El mantenimiento también cambia: hay más bornes, más posibilidad de desequilibrio si se añaden circuitos a ojo, más importancia de un esquema actualizado. Un aficionado no «cambia a trifásica» abriendo el armario. El límite del bricolaje sigue en sustituir un mecanismo equivalente con el general abajo, no en redistribuir fases.

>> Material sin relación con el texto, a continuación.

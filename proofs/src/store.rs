//! Proof storage with per-proof exclusive access.
//!
//! Lock order: the index lock is only ever held long enough to look up (or
//! insert) a proof's slot and is never acquired while a proof lock is held.
//! A single call never holds two proof locks, except [`ProofStore::with_pair_mut`],
//! which takes them lower identifier first.

use crate::error::ProofError;
use crate::record::{NewProof, Proof};
use parking_lot::{Mutex, RwLock};
use proofmesh_crypto::derive_proof_id;
use proofmesh_types::{ActorId, ProofId, Timestamp};
use std::collections::HashMap;
use std::sync::Arc;

type Slot = Arc<Mutex<Proof>>;

#[derive(Default)]
struct Index {
    proofs: HashMap<ProofId, Slot>,
    /// Every identifier, in creation order.
    all: Vec<ProofId>,
    by_creator: HashMap<ActorId, Vec<ProofId>>,
    /// Next sequence number fed into identifier derivation.
    sequence: u64,
}

/// Owns every proof record. Records are never removed.
#[derive(Default)]
pub struct ProofStore {
    index: RwLock<Index>,
}

impl ProofStore {
    pub fn new() -> Self {
        Self::default()
    }

    /// Rebuild a store from records in creation order.
    pub fn from_records(records: Vec<Proof>, sequence: u64) -> Result<Self, ProofError> {
        let mut index = Index {
            sequence,
            ..Index::default()
        };
        for proof in records {
            let id = proof.id;
            if index.proofs.contains_key(&id) {
                return Err(ProofError::DuplicateIdentifier(id));
            }
            index.all.push(id);
            index
                .by_creator
                .entry(proof.creator.clone())
                .or_default()
                .push(id);
            index.proofs.insert(id, Arc::new(Mutex::new(proof)));
        }
        Ok(Self {
            index: RwLock::new(index),
        })
    }

    fn validate(draft: &NewProof, now: Timestamp) -> Result<(), ProofError> {
        if draft.fingerprint.is_zero() {
            return Err(ProofError::InvalidInput("fingerprint must not be zero".into()));
        }
        if draft.metadata.trim().is_empty() {
            return Err(ProofError::InvalidInput(
                "metadata reference must not be empty".into(),
            ));
        }
        if let Some(expiry) = draft.expires_at {
            if expiry <= now {
                return Err(ProofError::InvalidInput(format!(
                    "expiry {expiry} is not after the current time {now}"
                )));
            }
        }
        Ok(())
    }

    /// Register a new proof in `Pending` state and return its identifier.
    pub fn create(&self, draft: NewProof, now: Timestamp) -> Result<ProofId, ProofError> {
        Self::validate(&draft, now)?;

        let mut index = self.index.write();
        let id = derive_proof_id(&draft.fingerprint, &draft.creator, now, index.sequence);
        if index.proofs.contains_key(&id) {
            tracing::error!(proof = %id, "proof identifier collision");
            return Err(ProofError::DuplicateIdentifier(id));
        }
        index.sequence += 1;

        let creator = draft.creator.clone();
        let category = draft.category;
        index.all.push(id);
        index.by_creator.entry(creator.clone()).or_default().push(id);
        index
            .proofs
            .insert(id, Arc::new(Mutex::new(Proof::new(id, draft, now))));

        tracing::info!(proof = %id, creator = %creator, %category, "proof created");
        Ok(id)
    }

    fn slot(&self, id: &ProofId) -> Result<Slot, ProofError> {
        self.index
            .read()
            .proofs
            .get(id)
            .cloned()
            .ok_or(ProofError::NotFound(*id))
    }

    /// Point-in-time copy of a proof.
    pub fn get(&self, id: &ProofId) -> Option<Proof> {
        self.slot(id).ok().map(|slot| slot.lock().clone())
    }

    /// Run `f` against a proof while holding its lock.
    pub fn with_proof<R>(&self, id: &ProofId, f: impl FnOnce(&Proof) -> R) -> Result<R, ProofError> {
        let slot = self.slot(id)?;
        let guard = slot.lock();
        Ok(f(&*guard))
    }

    /// Run `f` against a proof with exclusive access. Every check and update
    /// `f` performs is atomic with respect to other calls on the same proof.
    pub fn with_proof_mut<R>(
        &self,
        id: &ProofId,
        f: impl FnOnce(&mut Proof) -> R,
    ) -> Result<R, ProofError> {
        let slot = self.slot(id)?;
        let mut guard = slot.lock();
        Ok(f(&mut *guard))
    }

    /// Exclusive access to two distinct proofs at once, locked in identifier
    /// order. `f` receives them in argument order.
    pub fn with_pair_mut<R>(
        &self,
        a: &ProofId,
        b: &ProofId,
        f: impl FnOnce(&mut Proof, &mut Proof) -> R,
    ) -> Result<R, ProofError> {
        let slot_a = self.slot(a)?;
        let slot_b = self.slot(b)?;
        if a == b {
            return Err(ProofError::SelfLink(*a));
        }
        if a < b {
            let mut ga = slot_a.lock();
            let mut gb = slot_b.lock();
            Ok(f(&mut *ga, &mut *gb))
        } else {
            let mut gb = slot_b.lock();
            let mut ga = slot_a.lock();
            Ok(f(&mut *ga, &mut *gb))
        }
    }

    /// Revoke a proof on behalf of `caller`, who must be its creator or `owner`.
    ///
    /// Returns the revoked record.
    pub fn revoke(
        &self,
        id: &ProofId,
        caller: &ActorId,
        owner: &ActorId,
    ) -> Result<Proof, ProofError> {
        self.with_proof_mut(id, |proof| {
            if caller != &proof.creator && caller != owner {
                return Err(ProofError::Unauthorized(caller.to_string()));
            }
            if !proof.active {
                return Err(ProofError::AlreadyInactive(*id));
            }
            if !proof.status.is_revocable() {
                return Err(ProofError::AlreadyProcessed(*id));
            }
            let previous = proof.status;
            proof.revoke();
            tracing::info!(proof = %id, by = %caller, from = %previous, "proof revoked");
            Ok(proof.clone())
        })?
    }

    /// Proofs created by `creator`, in creation order.
    pub fn by_creator(&self, creator: &ActorId) -> Vec<ProofId> {
        self.index
            .read()
            .by_creator
            .get(creator)
            .cloned()
            .unwrap_or_default()
    }

    /// A window of all proof identifiers in creation order.
    ///
    /// Fails if `start` is at or beyond the end; otherwise returns at most
    /// `count` identifiers, stopping at the end.
    pub fn page(&self, start: usize, count: usize) -> Result<Vec<ProofId>, ProofError> {
        let index = self.index.read();
        let total = index.all.len();
        if start >= total {
            return Err(ProofError::OutOfRange { start, total });
        }
        let end = start.saturating_add(count).min(total);
        Ok(index.all[start..end].to_vec())
    }

    /// Every identifier, in creation order.
    pub fn ids(&self) -> Vec<ProofId> {
        self.index.read().all.clone()
    }

    /// Copies of every record, in creation order.
    pub fn records(&self) -> Vec<Proof> {
        let slots: Vec<Slot> = {
            let index = self.index.read();
            index
                .all
                .iter()
                .filter_map(|id| index.proofs.get(id).cloned())
                .collect()
        };
        slots.iter().map(|slot| slot.lock().clone()).collect()
    }

    pub fn len(&self) -> usize {
        self.index.read().all.len()
    }

    pub fn is_empty(&self) -> bool {
        self.len() == 0
    }

    /// Sequence number the next creation will use.
    pub fn sequence(&self) -> u64 {
        self.index.read().sequence
    }
}

#[cfg(test)]
mod tests {
    use super::*;
    use crate::graph::MeshGraph;
    use proofmesh_types::{Fingerprint, ProofCategory, ProofStatus};

    fn draft(creator: &str, fp: u8) -> NewProof {
        NewProof {
            creator: ActorId::new(creator),
            fingerprint: Fingerprint::new([fp; 32]),
            category: ProofCategory::Certificate,
            metadata: "ipfs://bafy".into(),
            expires_at: None,
        }
    }

    #[test]
    fn create_assigns_pending_record() {
        let store = ProofStore::new();
        let id = store.create(draft("alice", 1), Timestamp::new(10)).unwrap();
        let p = store.get(&id).unwrap();
        assert_eq!(p.status, ProofStatus::Pending);
        assert_eq!(p.created_at, Timestamp::new(10));
        assert_eq!(store.len(), 1);
        assert_eq!(store.by_creator(&ActorId::new("alice")), vec![id]);
    }

    #[test]
    fn identical_resubmission_gets_new_id() {
        let store = ProofStore::new();
        let a = store.create(draft("alice", 1), Timestamp::new(10)).unwrap();
        let b = store.create(draft("alice", 1), Timestamp::new(10)).unwrap();
        assert_ne!(a, b);
        assert_eq!(store.sequence(), 2);
    }

    #[test]
    fn create_rejects_bad_input() {
        let store = ProofStore::new();
        let now = Timestamp::new(100);

        let zero = NewProof {
            fingerprint: Fingerprint::ZERO,
            ..draft("alice", 1)
        };
        assert!(matches!(store.create(zero, now), Err(ProofError::InvalidInput(_))));

        let empty_meta = NewProof {
            metadata: "  ".into(),
            ..draft("alice", 1)
        };
        assert!(matches!(store.create(empty_meta, now), Err(ProofError::InvalidInput(_))));

        let stale = NewProof {
            expires_at: Some(now),
            ..draft("alice", 1)
        };
        assert!(matches!(store.create(stale, now), Err(ProofError::InvalidInput(_))));

        assert!(store.is_empty());
        assert_eq!(store.sequence(), 0);
    }

    #[test]
    fn revoke_rules() {
        let store = ProofStore::new();
        let owner = ActorId::new("owner");
        let id = store.create(draft("alice", 1), Timestamp::new(1)).unwrap();

        let err = store.revoke(&id, &ActorId::new("mallory"), &owner).unwrap_err();
        assert_eq!(err, ProofError::Unauthorized("mallory".into()));

        let revoked = store.revoke(&id, &ActorId::new("alice"), &owner).unwrap();
        assert_eq!(revoked.status, ProofStatus::Revoked);
        assert!(!revoked.active);

        assert_eq!(
            store.revoke(&id, &owner, &owner).unwrap_err(),
            ProofError::AlreadyInactive(id)
        );
        let missing = ProofId::new([9; 32]);
        assert_eq!(
            store.revoke(&missing, &owner, &owner).unwrap_err(),
            ProofError::NotFound(missing)
        );
    }

    #[test]
    fn owner_may_revoke_any_proof() {
        let store = ProofStore::new();
        let owner = ActorId::new("owner");
        let id = store.create(draft("alice", 1), Timestamp::new(1)).unwrap();
        assert!(store.revoke(&id, &owner, &owner).is_ok());
    }

    #[test]
    fn rejected_proof_cannot_be_revoked() {
        let store = ProofStore::new();
        let owner = ActorId::new("owner");
        let id = store.create(draft("alice", 1), Timestamp::new(1)).unwrap();
        store.with_proof_mut(&id, |p| p.reject_expired()).unwrap();
        assert_eq!(
            store.revoke(&id, &owner, &owner).unwrap_err(),
            ProofError::AlreadyProcessed(id)
        );
    }

    #[test]
    fn pagination_bounds() {
        let store = ProofStore::new();
        let ids: Vec<ProofId> = (1..=5)
            .map(|i| store.create(draft("alice", i), Timestamp::new(1)).unwrap())
            .collect();

        assert_eq!(store.page(0, 2).unwrap(), ids[0..2].to_vec());
        assert_eq!(store.page(3, 10).unwrap(), ids[3..5].to_vec());
        assert_eq!(store.page(4, usize::MAX).unwrap(), ids[4..5].to_vec());
        assert!(store.page(2, 0).unwrap().is_empty());
        assert_eq!(
            store.page(5, 1).unwrap_err(),
            ProofError::OutOfRange { start: 5, total: 5 }
        );
    }

    #[test]
    fn empty_store_pagination_is_out_of_range() {
        let store = ProofStore::new();
        assert!(matches!(store.page(0, 1), Err(ProofError::OutOfRange { .. })));
    }

    #[test]
    fn pair_access_rejects_self_and_missing() {
        let store = ProofStore::new();
        let a = store.create(draft("alice", 1), Timestamp::new(1)).unwrap();
        let missing = ProofId::new([7; 32]);
        assert_eq!(
            store.with_pair_mut(&a, &a, |_, _| ()).unwrap_err(),
            ProofError::SelfLink(a)
        );
        assert_eq!(
            store.with_pair_mut(&a, &missing, |_, _| ()).unwrap_err(),
            ProofError::NotFound(missing)
        );
    }

    #[test]
    fn create_collision_keeps_existing_record() {
        let store = ProofStore::new();
        let a = store.create(draft("alice", 1), Timestamp::new(5)).unwrap();
        let b = store.create(draft("bob", 2), Timestamp::new(5)).unwrap();
        MeshGraph::new(&store)
            .link(&a, &b, &ActorId::new("alice"))
            .unwrap();

        // Rewinding the sequence makes the next derivation repeat `a`.
        let rewound = ProofStore::from_records(store.records(), 0).unwrap();
        let before = rewound.get(&a).unwrap();
        assert_eq!(
            rewound.create(draft("alice", 1), Timestamp::new(5)).unwrap_err(),
            ProofError::DuplicateIdentifier(a)
        );
        assert_eq!(rewound.len(), 2);
        assert_eq!(rewound.sequence(), 0);
        assert_eq!(rewound.get(&a).unwrap(), before);
        assert_eq!(rewound.get(&a).unwrap().links, vec![b]);
        assert_eq!(rewound.by_creator(&ActorId::new("alice")), vec![a]);
    }

    #[test]
    fn records_roundtrip_through_from_records() {
        let store = ProofStore::new();
        let a = store.create(draft("alice", 1), Timestamp::new(1)).unwrap();
        let b = store.create(draft("bob", 2), Timestamp::new(2)).unwrap();

        let rebuilt = ProofStore::from_records(store.records(), store.sequence()).unwrap();
        assert_eq!(rebuilt.ids(), vec![a, b]);
        assert_eq!(rebuilt.by_creator(&ActorId::new("bob")), vec![b]);
        assert_eq!(rebuilt.sequence(), 2);

        let mut dup = store.records();
        dup.push(dup[0].clone());
        assert_eq!(
            ProofStore::from_records(dup, 3).err(),
            Some(ProofError::DuplicateIdentifier(a))
        );
    }
}
//! Structured logging initialisation via `tracing`.
//!
//! Two output formats are supported:
//! - [`LogFormat::Human`] — human-readable lines (development).
//! - [`LogFormat::Json`] — newline-delimited JSON (production / log aggregation).
//!
//! The filter level can be overridden at runtime via the `RUST_LOG`
//! environment variable. When `RUST_LOG` is not set, the caller-supplied
//! `level` string is used (e.g. `"info"`, `"debug,proofmesh_engine=trace"`).

use serde::{Deserialize, Serialize};
use std::fmt;
use std::str::FromStr;
use tracing_subscriber::{fmt as tfmt, layer::SubscriberExt, util::SubscriberInitExt, EnvFilter};

/// Selects the output format for structured logs.
#[derive(Debug, Clone, Copy, Default, PartialEq, Eq, Serialize, Deserialize)]
#[serde(rename_all = "lowercase")]
pub enum LogFormat {
    #[default]
    Human,
    Json,
}

impl FromStr for LogFormat {
    type Err = String;

    fn from_str(s: &str) -> Result<Self, Self::Err> {
        match s.to_ascii_lowercase().as_str() {
            "human" => Ok(Self::Human),
            "json" => Ok(Self::Json),
            other => Err(format!("unknown log format: {other}")),
        }
    }
}

impl fmt::Display for LogFormat {
    fn fmt(&self, f: &mut fmt::Formatter<'_>) -> fmt::Result {
        f.write_str(match self {
            Self::Human => "human",
            Self::Json => "json",
        })
    }
}

/// Initialise the global tracing subscriber. Logs go to stderr so stdout
/// stays free for command responses.
///
/// # Panics
///
/// Panics if a global subscriber has already been set.
pub fn init_logging(format: LogFormat, level: &str) {
    let filter = EnvFilter::try_from_default_env().unwrap_or_else(|_| EnvFilter::new(level));

    match format {
        LogFormat::Human => {
            tracing_subscriber::registry()
                .with(filter)
                .with(
                    tfmt::layer()
                        .with_writer(std::io::stderr)
                        .with_target(true),
                )
                .init();
        }
        LogFormat::Json => {
            tracing_subscriber::registry()
                .with(filter)
                .with(
                    tfmt::layer()
                        .json()
                        .with_writer(std::io::stderr)
                        .with_target(true)
                        .with_thread_ids(true),
                )
                .init();
        }
    }
}

#[cfg(test)]
mod tests {
    use super::*;

    #[test]
    fn log_format_parses() {
        assert_eq!("JSON".parse::<LogFormat>(), Ok(LogFormat::Json));
        assert_eq!("human".parse::<LogFormat>(), Ok(LogFormat::Human));
        assert!("xml".parse::<LogFormat>().is_err());
        assert_eq!(LogFormat::default(), LogFormat::Human);
    }
}
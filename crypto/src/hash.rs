//! Blake2b hashing.

use blake2::digest::consts::U32;
use blake2::{Blake2b, Digest};

type Blake2b256 = Blake2b<U32>;

/// Compute a 256-bit Blake2b hash of arbitrary data.
pub fn blake2b_256(data: &[u8]) -> [u8; 32] {
    let mut hasher = Blake2b256::new();
    hasher.update(data);
    let result = hasher.finalize();
    let mut output = [0u8; 32];
    output.copy_from_slice(&result);
    output
}

/// Hash multiple byte slices in sequence (avoids concatenation allocation).
pub fn blake2b_256_multi(parts: &[&[u8]]) -> [u8; 32] {
    let mut hasher = Blake2b256::new();
    for part in parts {
        hasher.update(part);
    }
    let result = hasher.finalize();
    let mut output = [0u8; 32];
    output.copy_from_slice(&result);
    output
}
//! Hashing primitives for ProofMesh.
//!
//! - **Blake2b-256** for every digest in the system
//! - Proof identifier derivation from fingerprint, creator, time and sequence

pub mod hash;
pub mod proof_id;

pub use hash::{blake2b_256, blake2b_256_multi};
pub use proof_id::derive_proof_id;
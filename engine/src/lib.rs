//! The ProofMesh engine.
//!
//! Entities register content fingerprints ("proofs"); an authorized set of
//! independent verifiers attests to them; once enough distinct attestations
//! accumulate a proof becomes `Verified`. Proofs can be linked pairwise into a
//! mesh of related evidence.
//!
//! [`ProofMesh`] is the single authoritative state machine: every mutating
//! call is atomic and serializable with respect to every other, and calls on
//! different proofs run in parallel.

pub mod admin;
pub mod config;
pub mod error;
pub mod events;
pub mod mesh;
pub mod snapshot;
pub mod spans;
pub mod verification;

pub use admin::AdminControl;
pub use config::MeshConfig;
pub use error::{ConfigError, ErrorKind, MeshError};
pub use events::{EventBus, MeshEvent};
pub use mesh::ProofMesh;
pub use snapshot::MeshSnapshot;
pub use verification::{AttestOutcome, VerificationEngine};

pub use proofmesh_proofs::{Proof, ProofStats};
pub use proofmesh_registry::VerifierInfo;
use thiserror::Error;

#[derive(Debug, Error, Clone, PartialEq, Eq)]
pub enum RegistryError {
    #[error("verifier {0} is already authorized")]
    AlreadyAuthorized(String),

    #[error("verifier {0} is not authorized")]
    NotAuthorized(String),

    #[error("duplicate verifier record for {0}")]
    DuplicateRecord(String),
}
//! The proof record.

use proofmesh_types::{ActorId, Fingerprint, ProofCategory, ProofId, ProofStatus, Timestamp};
use serde::{Deserialize, Serialize};

/// Caller-supplied fields of a proof about to be created.
#[derive(Clone, Debug, PartialEq, Eq, Serialize, Deserialize)]
pub struct NewProof {
    pub creator: ActorId,
    pub fingerprint: Fingerprint,
    pub category: ProofCategory,
    /// Opaque external reference (e.g. a content address). Must be non-empty.
    pub metadata: String,
    /// `None` means the proof never expires.
    pub expires_at: Option<Timestamp>,
}

/// A registered proof.
///
/// `id`, `creator`, `fingerprint`, `category`, `created_at`, `expires_at` and
/// `metadata` never change after creation. `verifiers` and `links` only grow.
#[derive(Clone, Debug, PartialEq, Eq, Serialize, Deserialize)]
pub struct Proof {
    pub id: ProofId,
    pub creator: ActorId,
    pub fingerprint: Fingerprint,
    pub category: ProofCategory,
    pub status: ProofStatus,
    pub created_at: Timestamp,
    /// Set once, when the proof first reaches `Verified`.
    pub verified_at: Option<Timestamp>,
    pub expires_at: Option<Timestamp>,
    pub metadata: String,
    /// Distinct verifiers that attested, in attestation order.
    pub verifiers: Vec<ActorId>,
    /// Linked proofs, in link order. May repeat.
    pub links: Vec<ProofId>,
    /// Cleared on revocation; an inactive proof accepts no further
    /// attestation or revocation.
    pub active: bool,
}

impl Proof {
    pub(crate) fn new(id: ProofId, draft: NewProof, now: Timestamp) -> Self {
        Self {
            id,
            creator: draft.creator,
            fingerprint: draft.fingerprint,
            category: draft.category,
            status: ProofStatus::Pending,
            created_at: now,
            verified_at: None,
            expires_at: draft.expires_at,
            metadata: draft.metadata,
            verifiers: Vec::new(),
            links: Vec::new(),
            active: true,
        }
    }

    pub fn has_attested(&self, verifier: &ActorId) -> bool {
        self.verifiers.contains(verifier)
    }

    pub fn attestation_count(&self) -> u32 {
        self.verifiers.len() as u32
    }

    /// Whether the expiry deadline (if any) has passed at `now`.
    pub fn is_expired(&self, now: Timestamp) -> bool {
        self.expires_at.is_some_and(|t| t.has_passed(now))
    }

    /// Active, verified and not expired.
    pub fn is_valid(&self, now: Timestamp) -> bool {
        self.active && self.status == ProofStatus::Verified && !self.is_expired(now)
    }

    /// Append an attestation; flips to `Verified` once `threshold` distinct
    /// verifiers have attested. Returns `true` if this call caused the flip.
    ///
    /// The caller has already checked that the proof is active, pending and
    /// not yet attested by `verifier`.
    pub fn push_attestation(&mut self, verifier: ActorId, threshold: u32, now: Timestamp) -> bool {
        debug_assert!(!self.has_attested(&verifier));
        self.verifiers.push(verifier);
        if self.status == ProofStatus::Pending && self.attestation_count() >= threshold {
            self.status = ProofStatus::Verified;
            self.verified_at = Some(now);
            return true;
        }
        false
    }

    /// Pending → Rejected on expiry.
    pub fn reject_expired(&mut self) {
        if self.status == ProofStatus::Pending {
            self.status = ProofStatus::Rejected;
        }
    }

    pub(crate) fn revoke(&mut self) {
        self.status = ProofStatus::Revoked;
        self.active = false;
    }
}

#[cfg(test)]
mod tests {
    use super::*;

    fn sample(expires_at: Option<Timestamp>) -> Proof {
        Proof::new(
            ProofId::new([1; 32]),
            NewProof {
                creator: ActorId::new("alice"),
                fingerprint: Fingerprint::new([2; 32]),
                category: ProofCategory::Document,
                metadata: "ipfs://doc".into(),
                expires_at,
            },
            Timestamp::new(100),
        )
    }

    #[test]
    fn new_proof_is_pending_and_active() {
        let p = sample(None);
        assert_eq!(p.status, ProofStatus::Pending);
        assert!(p.active);
        assert!(p.verified_at.is_none());
        assert!(!p.is_valid(Timestamp::new(100)));
    }

    #[test]
    fn threshold_flip_happens_once() {
        let mut p = sample(None);
        assert!(!p.push_attestation(ActorId::new("v1"), 2, Timestamp::new(101)));
        assert_eq!(p.status, ProofStatus::Pending);
        assert!(p.push_attestation(ActorId::new("v2"), 2, Timestamp::new(102)));
        assert_eq!(p.status, ProofStatus::Verified);
        assert_eq!(p.verified_at, Some(Timestamp::new(102)));
        assert!(p.is_valid(Timestamp::new(200)));
    }

    #[test]
    fn expiry_is_exclusive_of_the_deadline() {
        let p = sample(Some(Timestamp::new(150)));
        assert!(!p.is_expired(Timestamp::new(150)));
        assert!(p.is_expired(Timestamp::new(151)));
    }

    #[test]
    fn reject_only_from_pending() {
        let mut p = sample(None);
        p.push_attestation(ActorId::new("v1"), 1, Timestamp::new(101));
        p.reject_expired();
        assert_eq!(p.status, ProofStatus::Verified);

        let mut q = sample(None);
        q.reject_expired();
        assert_eq!(q.status, ProofStatus::Rejected);
        assert!(q.active);
    }
}
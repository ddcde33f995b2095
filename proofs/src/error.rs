use proofmesh_types::ProofId;
use thiserror::Error;

#[derive(Debug, Error, Clone, PartialEq, Eq)]
pub enum ProofError {
    #[error("proof {0} not found")]
    NotFound(ProofId),

    #[error("invalid input: {0}")]
    InvalidInput(String),

    #[error("identifier collision on {0}")]
    DuplicateIdentifier(ProofId),

    #[error("{0} is not permitted to perform this action")]
    Unauthorized(String),

    #[error("proof {0} is no longer active")]
    AlreadyInactive(ProofId),

    #[error("proof {0} has already been processed")]
    AlreadyProcessed(ProofId),

    #[error("offset {start} is out of range (total {total})")]
    OutOfRange { start: usize, total: usize },

    #[error("proof {0} cannot be linked to itself")]
    SelfLink(ProofId),
}
//! Actor identity — anyone who creates, attests, links or administers proofs.

use crate::error::ParseError;
use serde::{Deserialize, Serialize};
use std::fmt;
use std::str::FromStr;

/// An opaque actor identity.
///
/// Key management and authentication happen outside the engine; by the time a
/// call reaches the engine the caller identity is already established, so this
/// is just a validated, non-empty string.
#[derive(Clone, Debug, PartialEq, Eq, PartialOrd, Ord, Hash, Serialize, Deserialize)]
#[serde(try_from = "String", into = "String")]
pub struct ActorId(String);

impl ActorId {
    /// Create an actor identity from a raw string.
    ///
    /// # Panics
    /// Panics if the string is empty. Use [`ActorId::parse`] for untrusted input.
    pub fn new(raw: impl Into<String>) -> Self {
        let s = raw.into();
        assert!(!s.is_empty(), "actor identity must not be empty");
        Self(s)
    }

    /// Parse an actor identity, rejecting empty or whitespace-only input.
    pub fn parse(raw: impl Into<String>) -> Result<Self, ParseError> {
        let s = raw.into();
        if s.trim().is_empty() {
            return Err(ParseError::EmptyActor);
        }
        Ok(Self(s))
    }

    /// Return the raw identity string.
    pub fn as_str(&self) -> &str {
        &self.0
    }
}

impl fmt::Display for ActorId {
    fn fmt(&self, f: &mut fmt::Formatter<'_>) -> fmt::Result {
        write!(f, "{}", self.0)
    }
}

impl FromStr for ActorId {
    type Err = ParseError;

    fn from_str(s: &str) -> Result<Self, Self::Err> {
        Self::parse(s)
    }
}

impl TryFrom<String> for ActorId {
    type Error = ParseError;

    fn try_from(s: String) -> Result<Self, Self::Error> {
        Self::parse(s)
    }
}

impl From<ActorId> for String {
    fn from(actor: ActorId) -> Self {
        actor.0
    }
}

#[cfg(test)]
mod tests {
    use super::*;

    #[test]
    fn parse_rejects_blank() {
        assert_eq!(ActorId::parse(""), Err(ParseError::EmptyActor));
        assert_eq!(ActorId::parse("   "), Err(ParseError::EmptyActor));
    }

    #[test]
    fn serde_rejects_empty_identity() {
        let parsed: Result<ActorId, _> = serde_json::from_str("\"\"");
        assert!(parsed.is_err());
        let ok: ActorId = serde_json::from_str("\"alice\"").unwrap();
        assert_eq!(ok.as_str(), "alice");
    }

    #[test]
    #[should_panic(expected = "must not be empty")]
    fn new_panics_on_empty() {
        let _ = ActorId::new("");
    }
}
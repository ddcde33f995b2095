//! Proof identifier derivation.

use crate::hash::blake2b_256_multi;
use proofmesh_types::{ActorId, Fingerprint, ProofId, Timestamp};

const DOMAIN: &[u8] = b"proofmesh/proof-id/v1";

/// Derive the identifier for a newly created proof.
///
/// The sequence number is global and strictly increasing, so resubmitting the
/// same fingerprint from the same creator within the same second still yields
/// a fresh identifier. The creator string is length-prefixed so that adjacent
/// fields cannot be shifted into each other.
pub fn derive_proof_id(
    fingerprint: &Fingerprint,
    creator: &ActorId,
    created_at: Timestamp,
    sequence: u64,
) -> ProofId {
    let creator = creator.as_str().as_bytes();
    let creator_len = (creator.len() as u64).to_le_bytes();
    ProofId::new(blake2b_256_multi(&[
        DOMAIN,
        fingerprint.as_bytes(),
        &creator_len,
        creator,
        &created_at.as_secs().to_le_bytes(),
        &sequence.to_le_bytes(),
    ]))
}
//! Nullable clock — deterministic time for testing.

use proofmesh_types::{Clock, Timestamp};
use std::sync::atomic::{AtomicU64, Ordering};

/// A deterministic clock for testing.
///
/// Time only advances when you tell it to. Shareable across threads so it can
/// be handed to the engine as an `Arc<dyn Clock>` and still be driven by the test.
pub struct NullClock {
    current: AtomicU64,
}

impl NullClock {
    pub fn new(initial_secs: u64) -> Self {
        Self {
            current: AtomicU64::new(initial_secs),
        }
    }

    /// Advance time by a number of seconds.
    pub fn advance(&self, secs: u64) {
        self.current.fetch_add(secs, Ordering::SeqCst);
    }

    /// Set the time to a specific value.
    pub fn set(&self, secs: u64) {
        self.current.store(secs, Ordering::SeqCst);
    }
}

impl Clock for NullClock {
    fn now(&self) -> Timestamp {
        Timestamp::new(self.current.load(Ordering::SeqCst))
    }
}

  • Pedir trifásica para una placa doméstica en un piso estándar.
  • Creer que tres fases aumentan la potencia contratada solas.
  • Cargar todas las cocinas en una sola fase del nuevo cuadro.
  • Olvidar acometida, contador y boletín en el presupuesto.
  • Usar la recarga a 22 kW como argumento en un piso sin previsión de comunidad.
  • Sustituir un cálculo de coincidencia por el adjetivo «trifásico».
La trifásica en vivienda se justifica por aparatos y corrientes de verdad; no por prestigio de cuadro ni por un foro de recarga.

Una regla para decidir

Se lista la potencia simultánea realista, no la suma de chapas. Se pregunta si algún equipo exige tres fases. Se pregunta qué permite la acometida actual. Si la respuesta es una inducción, un horno y un coche a 7 kW, el camino habitual es monofásica bien circuitada, potencia bien contratada y recarga que ceda ante la cocina. Si la respuesta es maquinaria, aerotermia grande y recarga alta en unifamiliar, se estudia trifásica con instalador y números de equilibrio. Esa regla evita obras de prestigio y deja el sistema eléctrico en el lugar que le corresponde: servir a las cargas, no al vocabulario.

El cambio de verdad, cuando llega, se nota en el cuadro, en el contador y en la forma de repartir la casa entre fases. No se nota en que las bombillas «vayan mejor». Quien busque mejor luz, mejor cocina o menos disparos suele necesitar circuitos, secciones y hábitos; las fases son un medio, no un fin.